▸ **AIM OF THE TASK**: Please retype the data in full, exactly as given.

DATASET CONTENT: Begin

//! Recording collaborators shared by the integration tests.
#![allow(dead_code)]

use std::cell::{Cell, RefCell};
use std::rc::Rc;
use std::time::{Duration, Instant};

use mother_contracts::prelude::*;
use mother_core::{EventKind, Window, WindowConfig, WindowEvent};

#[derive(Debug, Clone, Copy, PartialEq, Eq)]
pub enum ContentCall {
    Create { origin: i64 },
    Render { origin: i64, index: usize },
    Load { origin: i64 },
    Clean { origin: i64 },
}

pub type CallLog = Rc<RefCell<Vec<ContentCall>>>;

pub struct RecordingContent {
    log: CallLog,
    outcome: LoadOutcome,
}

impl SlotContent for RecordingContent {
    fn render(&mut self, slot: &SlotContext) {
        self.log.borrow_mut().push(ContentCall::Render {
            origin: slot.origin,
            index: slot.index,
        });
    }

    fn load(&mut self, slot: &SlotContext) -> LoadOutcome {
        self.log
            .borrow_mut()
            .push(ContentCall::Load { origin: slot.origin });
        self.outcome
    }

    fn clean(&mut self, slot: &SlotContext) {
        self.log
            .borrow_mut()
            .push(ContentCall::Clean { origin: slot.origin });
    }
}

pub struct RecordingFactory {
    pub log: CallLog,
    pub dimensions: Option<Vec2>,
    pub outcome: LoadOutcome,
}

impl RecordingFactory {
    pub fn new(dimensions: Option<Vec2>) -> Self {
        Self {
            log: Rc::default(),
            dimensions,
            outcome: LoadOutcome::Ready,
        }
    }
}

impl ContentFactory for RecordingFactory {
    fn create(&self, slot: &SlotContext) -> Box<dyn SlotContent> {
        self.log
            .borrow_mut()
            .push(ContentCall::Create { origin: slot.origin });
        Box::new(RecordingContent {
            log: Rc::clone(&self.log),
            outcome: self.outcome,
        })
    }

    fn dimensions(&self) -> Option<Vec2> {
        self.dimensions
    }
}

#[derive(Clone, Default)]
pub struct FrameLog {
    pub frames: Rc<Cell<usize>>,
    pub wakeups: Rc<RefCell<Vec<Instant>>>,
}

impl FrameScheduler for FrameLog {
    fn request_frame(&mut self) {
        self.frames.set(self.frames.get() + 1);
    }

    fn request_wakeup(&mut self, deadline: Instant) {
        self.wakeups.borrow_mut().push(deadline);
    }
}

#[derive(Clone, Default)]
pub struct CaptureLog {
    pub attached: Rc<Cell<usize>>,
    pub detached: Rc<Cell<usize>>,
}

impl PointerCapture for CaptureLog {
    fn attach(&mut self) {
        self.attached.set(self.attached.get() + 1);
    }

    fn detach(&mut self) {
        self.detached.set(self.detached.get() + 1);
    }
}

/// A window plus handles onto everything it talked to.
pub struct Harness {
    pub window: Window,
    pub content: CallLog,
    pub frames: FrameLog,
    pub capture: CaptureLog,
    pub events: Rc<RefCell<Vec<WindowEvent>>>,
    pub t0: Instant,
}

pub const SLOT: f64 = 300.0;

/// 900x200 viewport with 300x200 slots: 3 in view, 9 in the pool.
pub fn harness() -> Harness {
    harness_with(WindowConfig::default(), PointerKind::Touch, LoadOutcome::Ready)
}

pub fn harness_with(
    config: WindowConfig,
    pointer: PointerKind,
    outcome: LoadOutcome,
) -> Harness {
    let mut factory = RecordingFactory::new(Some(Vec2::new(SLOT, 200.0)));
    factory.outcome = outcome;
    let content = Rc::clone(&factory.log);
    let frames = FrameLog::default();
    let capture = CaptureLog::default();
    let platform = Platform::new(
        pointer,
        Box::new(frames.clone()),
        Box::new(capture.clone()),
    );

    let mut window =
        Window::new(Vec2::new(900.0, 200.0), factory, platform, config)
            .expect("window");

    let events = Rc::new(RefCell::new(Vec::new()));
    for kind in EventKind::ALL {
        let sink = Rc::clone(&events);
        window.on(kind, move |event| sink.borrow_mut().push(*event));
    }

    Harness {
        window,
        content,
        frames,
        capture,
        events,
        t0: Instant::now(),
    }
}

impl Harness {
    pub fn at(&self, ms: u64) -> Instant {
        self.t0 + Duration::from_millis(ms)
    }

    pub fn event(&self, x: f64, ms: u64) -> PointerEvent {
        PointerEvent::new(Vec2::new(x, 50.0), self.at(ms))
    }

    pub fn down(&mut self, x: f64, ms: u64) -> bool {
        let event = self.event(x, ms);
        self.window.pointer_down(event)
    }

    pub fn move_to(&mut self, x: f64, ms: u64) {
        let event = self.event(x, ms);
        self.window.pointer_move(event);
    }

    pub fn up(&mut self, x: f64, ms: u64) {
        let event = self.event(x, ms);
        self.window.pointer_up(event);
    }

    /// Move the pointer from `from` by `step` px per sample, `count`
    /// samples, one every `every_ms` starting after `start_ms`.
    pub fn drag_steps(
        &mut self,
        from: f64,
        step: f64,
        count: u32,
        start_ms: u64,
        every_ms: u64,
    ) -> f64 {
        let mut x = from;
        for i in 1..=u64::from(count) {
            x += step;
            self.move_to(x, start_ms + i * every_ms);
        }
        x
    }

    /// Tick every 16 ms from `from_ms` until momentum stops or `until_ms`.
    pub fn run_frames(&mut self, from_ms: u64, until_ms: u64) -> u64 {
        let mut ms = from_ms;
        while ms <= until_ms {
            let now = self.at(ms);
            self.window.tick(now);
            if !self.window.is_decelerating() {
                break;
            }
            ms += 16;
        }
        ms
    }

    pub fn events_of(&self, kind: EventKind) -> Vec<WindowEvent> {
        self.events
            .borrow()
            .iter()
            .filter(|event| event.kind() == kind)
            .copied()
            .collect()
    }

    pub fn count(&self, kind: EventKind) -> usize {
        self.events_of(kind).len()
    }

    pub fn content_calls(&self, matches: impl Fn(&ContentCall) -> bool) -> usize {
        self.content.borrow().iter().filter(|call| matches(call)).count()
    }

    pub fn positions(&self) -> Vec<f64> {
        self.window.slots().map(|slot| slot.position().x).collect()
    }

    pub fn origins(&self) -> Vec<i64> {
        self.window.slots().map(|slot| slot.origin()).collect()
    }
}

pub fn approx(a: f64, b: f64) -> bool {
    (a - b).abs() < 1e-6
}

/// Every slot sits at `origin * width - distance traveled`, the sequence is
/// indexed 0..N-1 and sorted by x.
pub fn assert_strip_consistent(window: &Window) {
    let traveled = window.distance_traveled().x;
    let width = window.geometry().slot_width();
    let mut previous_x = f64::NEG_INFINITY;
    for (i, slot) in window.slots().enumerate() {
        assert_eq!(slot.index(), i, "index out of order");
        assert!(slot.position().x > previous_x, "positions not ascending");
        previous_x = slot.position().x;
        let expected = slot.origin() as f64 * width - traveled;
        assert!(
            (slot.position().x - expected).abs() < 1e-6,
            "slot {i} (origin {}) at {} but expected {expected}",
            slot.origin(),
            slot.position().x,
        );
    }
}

DATASET CONTENT: End

▸ **FINISHED EXERCISE**:
//! Recording collaborators shared by the integration tests.
#![allow(dead_code)]

use std::cell::{Cell, RefCell};
use std::rc::Rc;
use std::time::{Duration, Instant};

use mother_contracts::prelude::*;
use mother_core::{EventKind, Window, WindowConfig, WindowEvent};

#[derive(Debug, Clone, Copy, PartialEq, Eq)]
pub enum ContentCall {
    Create { origin: i64 },
    Render { origin: i64, index: usize },
    Load { origin: i64 },
    Clean { origin: i64 },
}

pub type CallLog = Rc<RefCell<Vec<ContentCall>>>;

pub struct RecordingContent {
    log: CallLog,
    outcome: LoadOutcome,
}

impl SlotContent for RecordingContent {
    fn render(&mut self, slot: &SlotContext) {
        self.log.borrow_mut().push(ContentCall::Render {
            origin: slot.origin,
            index: slot.index,
        });
    }

    fn load(&mut self, slot: &SlotContext) -> LoadOutcome {
        self.log
            .borrow_mut()
            .push(ContentCall::Load { origin: slot.origin });
        self.outcome
    }

    fn clean(&mut self, slot: &SlotContext) {
        self.log
            .borrow_mut()
            .push(ContentCall::Clean { origin: slot.origin });
    }
}

pub struct RecordingFactory {
    pub log: CallLog,
    pub dimensions: Option<Vec2>,
    pub outcome: LoadOutcome,
}

impl RecordingFactory {
    pub fn new(dimensions: Option<Vec2>) -> Self {
        Self {
            log: Rc::default(),
            dimensions,
            outcome: LoadOutcome::Ready,
        }
    }
}

impl ContentFactory for RecordingFactory {
    fn create(&self, slot: &SlotContext) -> Box<dyn SlotContent> {
        self.log
            .borrow_mut()
            .push(ContentCall::Create { origin: slot.origin });
        Box::new(RecordingContent {
            log: Rc::clone(&self.log),
            outcome: self.outcome,
        })
    }

    fn dimensions(&self) -> Option<Vec2> {
        self.dimensions
    }
}

#[derive(Clone, Default)]
pub struct FrameLog {
    pub frames: Rc<Cell<usize>>,
    pub wakeups: Rc<RefCell<Vec<Instant>>>,
}

impl FrameScheduler for FrameLog {
    fn request_frame(&mut self) {
        self.frames.set(self.frames.get() + 1);
    }

    fn request_wakeup(&mut self, deadline: Instant) {
        self.wakeups.borrow_mut().push(deadline);
    }
}

#[derive(Clone, Default)]
pub struct CaptureLog {
    pub attached: Rc<Cell<usize>>,
    pub detached: Rc<Cell<usize>>,
}

impl PointerCapture for CaptureLog {
    fn attach(&mut self) {
        self.attached.set(self.attached.get() + 1);
    }

    fn detach(&mut self) {
        self.detached.set(self.detached.get() + 1);
    }
}

/// A window plus handles onto everything it talked to.
pub struct Harness {
    pub window: Window,
    pub content: CallLog,
    pub frames: FrameLog,
    pub capture: CaptureLog,
    pub events: Rc<RefCell<Vec<WindowEvent>>>,
    pub t0: Instant,
}

pub const SLOT: f64 = 300.0;

/// 900x200 viewport with 300x200 slots: 3 in view, 9 in the pool.
pub fn harness() -> Harness {
    harness_with(WindowConfig::default(), PointerKind::Touch, LoadOutcome::Ready)
}

pub fn harness_with(
    config: WindowConfig,
    pointer: PointerKind,
    outcome: LoadOutcome,
) -> Harness {
    let mut factory = RecordingFactory::new(Some(Vec2::new(SLOT, 200.0)));
    factory.outcome = outcome;
    let content = Rc::clone(&factory.log);
    let frames = FrameLog::default();
    let capture = CaptureLog::default();
    let platform = Platform::new(
        pointer,
        Box::new(frames.clone()),
        Box::new(capture.clone()),
    );

    let mut window =
        Window::new(Vec2::new(900.0, 200.0), factory, platform, config)
            .expect("window");

    let events = Rc::new(RefCell::new(Vec::new()));
    for kind in EventKind::ALL {
        let sink = Rc::clone(&events);
        window.on(kind, move |event| sink.borrow_mut().push(*event));
    }

    Harness {
        window,
        content,
        frames,
        capture,
        events,
        t0: Instant::now(),
    }
}

impl Harness {
    pub fn at(&self, ms: u64) -> Instant {
        self.t0 + Duration::from_millis(ms)
    }

    pub fn event(&self, x: f64, ms: u64) -> PointerEvent {
        PointerEvent::new(Vec2::new(x, 50.0), self.at(ms))
    }

    pub fn down(&mut self, x: f64, ms: u64) -> bool {
        let event = self.event(x, ms);
        self.window.pointer_down(event)
    }

    pub fn move_to(&mut self, x: f64, ms: u64) {
        let event = self.event(x, ms);
        self.window.pointer_move(event);
    }

    pub fn up(&mut self, x: f64, ms: u64) {
        let event = self.event(x, ms);
        self.window.pointer_up(event);
    }

    /// Move the pointer from `from` by `step` px per sample, `count`
    /// samples, one every `every_ms` starting after `start_ms`.
    pub fn drag_steps(
        &mut self,
        from: f64,
        step: f64,
        count: u32,
        start_ms: u64,
        every_ms: u64,
    ) -> f64 {
        let mut x = from;
        for i in 1..=u64::from(count) {
            x += step;
            self.move_to(x, start_ms + i * every_ms);
        }
        x
    }

    /// Tick every 16 ms from `from_ms` until momentum stops or `until_ms`.
    pub fn run_frames(&mut self, from_ms: u64, until_ms: u64) -> u64 {
        let mut ms = from_ms;
        while ms <= until_ms {
            let now = self.at(ms);
            self.window.tick(now);
            if !self.window.is_decelerating() {
                break;
            }
            ms += 16;
        }
        ms
    }

    pub fn events_of(&self, kind: EventKind) -> Vec<WindowEvent> {
        self.events
            .borrow()
            .iter()
            .filter(|event| event.kind() == kind)
            .copied()
            .collect()
    }

    pub fn count(&self, kind: EventKind) -> usize {
        self.events_of(kind).len()
    }

    pub fn content_calls(&self, matches: impl Fn(&ContentCall) -> bool) -> usize {
        self.content.borrow().iter().filter(|call| matches(call)).count()
    }

    pub fn positions(&self) -> Vec<f64> {
        self.window.slots().map(|slot| slot.position().x).collect()
    }

    pub fn origins(&self) -> Vec<i64> {
        self.window.slots().map(|slot| slot.origin()).collect()
    }
}

pub fn approx(a: f64, b: f64) -> bool {
    (a - b).abs() < 1e-6
}

/// Every slot sits at `origin * width - distance traveled`, the sequence is
/// indexed 0..N-1 and sorted by x.
pub fn assert_strip_consistent(window: &Window) {
    let traveled = window.distance_traveled().x;
    let width = window.geometry().slot_width();
    let mut previous_x = f64::NEG_INFINITY;
    for (i, slot) in window.slots().enumerate() {
        assert_eq!(slot.index(), i, "index out of order");
        assert!(slot.position().x > previous_x, "positions not ascending");
        previous_x = slot.position().x;
        let expected = slot.origin() as f64 * width - traveled;
        assert!(
            (slot.position().x - expected).abs() < 1e-6,
            "slot {i} (origin {}) at {} but expected {expected}",
            slot.origin(),
            slot.position().x,
        );
    }
}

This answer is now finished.